(Dataset records)
▼
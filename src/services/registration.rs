use crate::adapters::http::{RegistrationTransport, TransportRequest};
use crate::config::RegistrationConfig;
use crate::domain::registration::{
    AttemptSource, NetworkFailureReason, RegistrationContext, RegistrationOutcome, RegistrationPayload,
};
use crate::domain::token::TokenRecord;
use crate::telemetry::METER_NAME;
use opentelemetry::{
    KeyValue, global,
    metrics::{Counter, Histogram},
};
use std::sync::Arc;
use std::time::{Duration, Instant};
use time::OffsetDateTime;

const LOGGED_BODY_LIMIT: usize = 256;

#[derive(Clone, Debug)]
struct Metrics {
    attempts: Counter<u64>,
    duration: Histogram<f64>,
}

impl Metrics {
    fn new() -> Self {
        let meter = global::meter(METER_NAME);
        Self {
            attempts: meter
                .u64_counter("registration_attempts_total")
                .with_description("Registration calls by outcome")
                .build(),
            duration: meter
                .f64_histogram("registration_duration_seconds")
                .with_description("Time spent in a single registration call")
                .build(),
        }
    }
}

/// Sends token registrations to the backend and classifies what came back.
///
/// The client never retries; that is the scheduler's job.
#[derive(Debug)]
pub struct RegistrationClient {
    transport: Arc<dyn RegistrationTransport>,
    endpoint: String,
    bearer_token: String,
    timeout: Duration,
    metrics: Metrics,
}

impl RegistrationClient {
    #[must_use]
    pub fn new(transport: Arc<dyn RegistrationTransport>, config: &RegistrationConfig) -> Self {
        Self {
            transport,
            endpoint: config.endpoint.clone(),
            bearer_token: config.bearer_token.clone(),
            timeout: config.timeout(),
            metrics: Metrics::new(),
        }
    }

    #[tracing::instrument(
        skip_all,
        fields(token = %record.redacted(), source = source.as_str(), outcome = tracing::field::Empty)
    )]
    pub async fn register(
        &self,
        record: &TokenRecord,
        context: &RegistrationContext,
        source: AttemptSource,
    ) -> RegistrationOutcome {
        let payload = RegistrationPayload::build(record, context, source, OffsetDateTime::now_utc());
        let request = TransportRequest {
            url: &self.endpoint,
            bearer_token: &self.bearer_token,
            payload: &payload,
            timeout: self.timeout,
        };

        let start = Instant::now();
        // The transport applies the timeout too; this bounds transports that don't
        let outcome = match tokio::time::timeout(self.timeout, self.transport.post_json(request)).await {
            Err(_) => RegistrationOutcome::NetworkFailure(NetworkFailureReason::Timeout),
            Ok(Err(reason)) => RegistrationOutcome::NetworkFailure(reason),
            Ok(Ok(response)) if response.is_success() => {
                let body = serde_json::from_str(&response.body).unwrap_or(serde_json::Value::Null);
                RegistrationOutcome::Success(body)
            }
            Ok(Ok(response)) => RegistrationOutcome::Rejected { status: response.status, body: response.body },
        };

        let label = outcome.label();
        tracing::Span::current().record("outcome", label);
        self.metrics.attempts.add(1, &[KeyValue::new("outcome", label)]);
        self.metrics.duration.record(start.elapsed().as_secs_f64(), &[KeyValue::new("outcome", label)]);

        match &outcome {
            RegistrationOutcome::Success(_) => tracing::info!("Push token registered"),
            RegistrationOutcome::Rejected { status, body } => {
                let body: String = body.chars().take(LOGGED_BODY_LIMIT).collect();
                tracing::warn!(status, %body, "Registration rejected by server");
            }
            RegistrationOutcome::NetworkFailure(reason) => {
                tracing::warn!(%reason, "Registration request did not complete");
            }
        }

        outcome
    }
}

#[cfg(test)]
mod tests {
    use super::*;
    use crate::adapters::http::TransportResponse;
    use crate::domain::token::Platform;
    use async_trait::async_trait;
    use std::sync::Mutex;

    #[derive(Debug)]
    struct FixedTransport {
        reply: Result<TransportResponse, NetworkFailureReason>,
        delay: Duration,
        seen: Mutex<Vec<serde_json::Value>>,
    }

    impl FixedTransport {
        fn new(reply: Result<TransportResponse, NetworkFailureReason>) -> Self {
            Self { reply, delay: Duration::ZERO, seen: Mutex::new(Vec::new()) }
        }
    }

    #[async_trait]
    impl RegistrationTransport for FixedTransport {
        async fn post_json(&self, request: TransportRequest<'_>) -> Result<TransportResponse, NetworkFailureReason> {
            self.seen.lock().unwrap().push(serde_json::to_value(request.payload).unwrap());
            tokio::time::sleep(self.delay).await;
            self.reply.clone()
        }
    }

    fn client(transport: Arc<FixedTransport>) -> RegistrationClient {
        RegistrationClient::new(transport, &RegistrationConfig::default())
    }

    fn record() -> TokenRecord {
        TokenRecord::new("abc:token", Platform::Ios, None)
    }

    fn response(status: u16, body: &str) -> Result<TransportResponse, NetworkFailureReason> {
        Ok(TransportResponse { status, body: body.to_string() })
    }

    #[tokio::test]
    async fn test_success_keeps_json_body() {
        let transport = Arc::new(FixedTransport::new(response(200, r#"{"id":"r-1"}"#)));
        let outcome = client(transport.clone())
            .register(&record(), &RegistrationContext::default(), AttemptSource::Rotation)
            .await;

        assert_eq!(outcome, RegistrationOutcome::Success(serde_json::json!({"id": "r-1"})));
        let sent = transport.seen.lock().unwrap();
        assert_eq!(sent[0]["token"], "abc:token");
        assert_eq!(sent[0]["source"], "rotation");
    }

    #[tokio::test]
    async fn test_success_with_non_json_body() {
        let transport = Arc::new(FixedTransport::new(response(204, "")));
        let outcome = client(transport).register(&record(), &RegistrationContext::default(), AttemptSource::Retry).await;
        assert_eq!(outcome, RegistrationOutcome::Success(serde_json::Value::Null));
    }

    #[tokio::test]
    async fn test_non_2xx_is_rejected_not_network_failure() {
        let transport = Arc::new(FixedTransport::new(response(503, "maintenance")));
        let outcome = client(transport).register(&record(), &RegistrationContext::default(), AttemptSource::Retry).await;
        assert_eq!(outcome, RegistrationOutcome::Rejected { status: 503, body: "maintenance".into() });
        assert_eq!(outcome.label(), "rejected_server");
    }

    #[tokio::test]
    async fn test_transport_error_is_network_failure() {
        let transport = Arc::new(FixedTransport::new(Err(NetworkFailureReason::Connect("refused".into()))));
        let outcome = client(transport).register(&record(), &RegistrationContext::default(), AttemptSource::Retry).await;
        assert!(matches!(outcome, RegistrationOutcome::NetworkFailure(NetworkFailureReason::Connect(_))));
    }

    #[tokio::test(start_paused = true)]
    async fn test_slow_transport_times_out() {
        let mut transport = FixedTransport::new(response(200, "{}"));
        transport.delay = Duration::from_secs(120);
        let outcome = client(Arc::new(transport))
            .register(&record(), &RegistrationContext::default(), AttemptSource::Retry)
            .await;
        assert_eq!(outcome, RegistrationOutcome::NetworkFailure(NetworkFailureReason::Timeout));
    }
}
▲
▸ **What the task requires**
Look over the records above and filter for each line with the word "KeyValue".

▸ **Output of the task**
    KeyValue, global,
        self.metrics.attempts.add(1, &[KeyValue::new("outcome", label)]);
        self.metrics.duration.record(start.elapsed().as_secs_f64(), &[KeyValue::new("outcome", label)]);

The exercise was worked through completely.